To examine the association, researchers led by Frederick Verbruggen at the University of Exeter in England conducted three experiments, studying people playing a gambling video game. In the first experiment, 44 people were paid about $10 an hour to play the game, plus whatever money they won. Participants were given a choice of betting on one of six rising columns, each representing a different sum of money. The greater the potential gain, the lower the odds of winning — so betting on larger amounts was the riskier move, since it could also lead to greater losses. The players had to make their choices within a small window of time, as the bars rose on the screen.
(MORE: Can Addictive Behaviors Be Predicted in Preschool?)
One group of people was instructed to press an additional key if the tops of the bars turned black, which happened in about one-third of cases. The other players had to prevent themselves from hitting any keys — which was the opposite of what they had to do the rest of the time — when the black color appeared at the top of the bars.
The researchers found that participants who had to stop themselves from hitting a key were 10% to 15% less likely to make risky bets. And in two similar experiments — including one in which the inhibition task occurred two hours before the gambling — the same results were found.

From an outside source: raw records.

//! Extract → mutate → rewrite over one tree

use annotate_core::{JsonValue, Result, SlashPath};
use serde::{Deserialize, Serialize};

use crate::extract::extract;
use crate::mutate::{mutate, MissingIdentifier, MutationPolicy, MutationSummary};
use crate::rewrite::{rewrite, ContainerMode};

/// Which field identifies an element, which field to write, and how
#[derive(Debug, Clone, PartialEq, Eq, Serialize, Deserialize)]
pub struct FieldRule {
    /// Field compared against the policy
    pub identifier_field: String,
    /// Field written on every element
    pub target_field: String,
    /// How the written value is chosen
    pub policy: MutationPolicy,
    /// What to do with elements lacking the identifier field
    pub on_missing: MissingIdentifier,
}

impl FieldRule {
    /// Create a rule
    pub fn new(
        identifier_field: impl Into<String>,
        target_field: impl Into<String>,
        policy: MutationPolicy,
        on_missing: MissingIdentifier,
    ) -> Self {
        FieldRule {
            identifier_field: identifier_field.into(),
            target_field: target_field.into(),
            policy,
            on_missing,
        }
    }
}

/// Annotate the elements at `path` in place.
///
/// If extraction or mutation fails the tree is unchanged; rewrite cannot
/// fail once mutation succeeded on the same tree.
///
/// # Examples
///
/// ```
/// use annotate_core::JsonValue;
/// use annotate_engine::{annotate_document, ContainerMode, FieldRule, MissingIdentifier, MutationPolicy};
///
/// let mut doc: JsonValue = r#"{"team": [{"id": "a"}, {"id": "b"}]}"#.parse().unwrap();
/// let rule = FieldRule::new(
///     "id",
///     "picked",
///     MutationPolicy::membership(["a"], "yes").with_default("no"),
///     MissingIdentifier::Fail,
/// );
/// annotate_document(&mut doc, &"team".parse().unwrap(), &rule, ContainerMode::Array).unwrap();
/// assert_eq!(doc.to_json_string(), r#"{"team":[{"id":"a","picked":"yes"},{"id":"b","picked":"no"}]}"#);
/// ```
pub fn annotate_document(
    tree: &mut JsonValue,
    path: &SlashPath,
    rule: &FieldRule,
    container: ContainerMode,
) -> Result<MutationSummary> {
    let set = extract(tree, path)?;
    let summary = mutate(
        tree,
        &set,
        &rule.identifier_field,
        &rule.target_field,
        &rule.policy,
        rule.on_missing,
    )?;
    rewrite(tree, set, container)?;
    Ok(summary)
}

The authors write, “We propose that increased motor cautiousness, which is a prominent feature of the stop task, reduced risk-taking behavior when making monetary decisions.”
They also cite research showing that difficulty stopping these kinds of movements strongly predicts relapse in chronic gamblers, as well as in those with eating disorders. Difficulty with similar stop tasks is also seen in people with drug misuse and addiction problems.
(MORE: DSM-5 Could Characterize 40% of College Students as Alcoholics)
The idea is spurring a new line of addiction research. For example, one recent study of heavy beer-drinking Dutch college students — cleverly titled Beer a-No-Go — found that simply training students to refrain from pressing keys when faced with beer-related images on the computer helped reduce their drinking by nearly 30%.
In contrast, in a study of heavy marijuana users, researchers found that those who were more likely to pull a joystick toward them when presented with images of cannabis — which made the image bigger and gave the impression that they were “approaching” drug-related stimuli — were more likely to increase their smoking over the next six months, compared with those who pushed the joystick away.
The researchers of the current study, published online in Psychological Science conclude: “[T]he link we found in the present study between proactive motor control and monetary risk taking in gambling suggests promising new avenues for clinical therapy that target motor inhibition.”
For people with addictions, such movement-based therapy could be an especially welcome relief: unlike many current treatments, which require arduous and often painful self-disclosure, it could make it as easy for people to learn important recovery skills as playing a video game.
And maybe we could even encourage Wall Street bankers to take it up.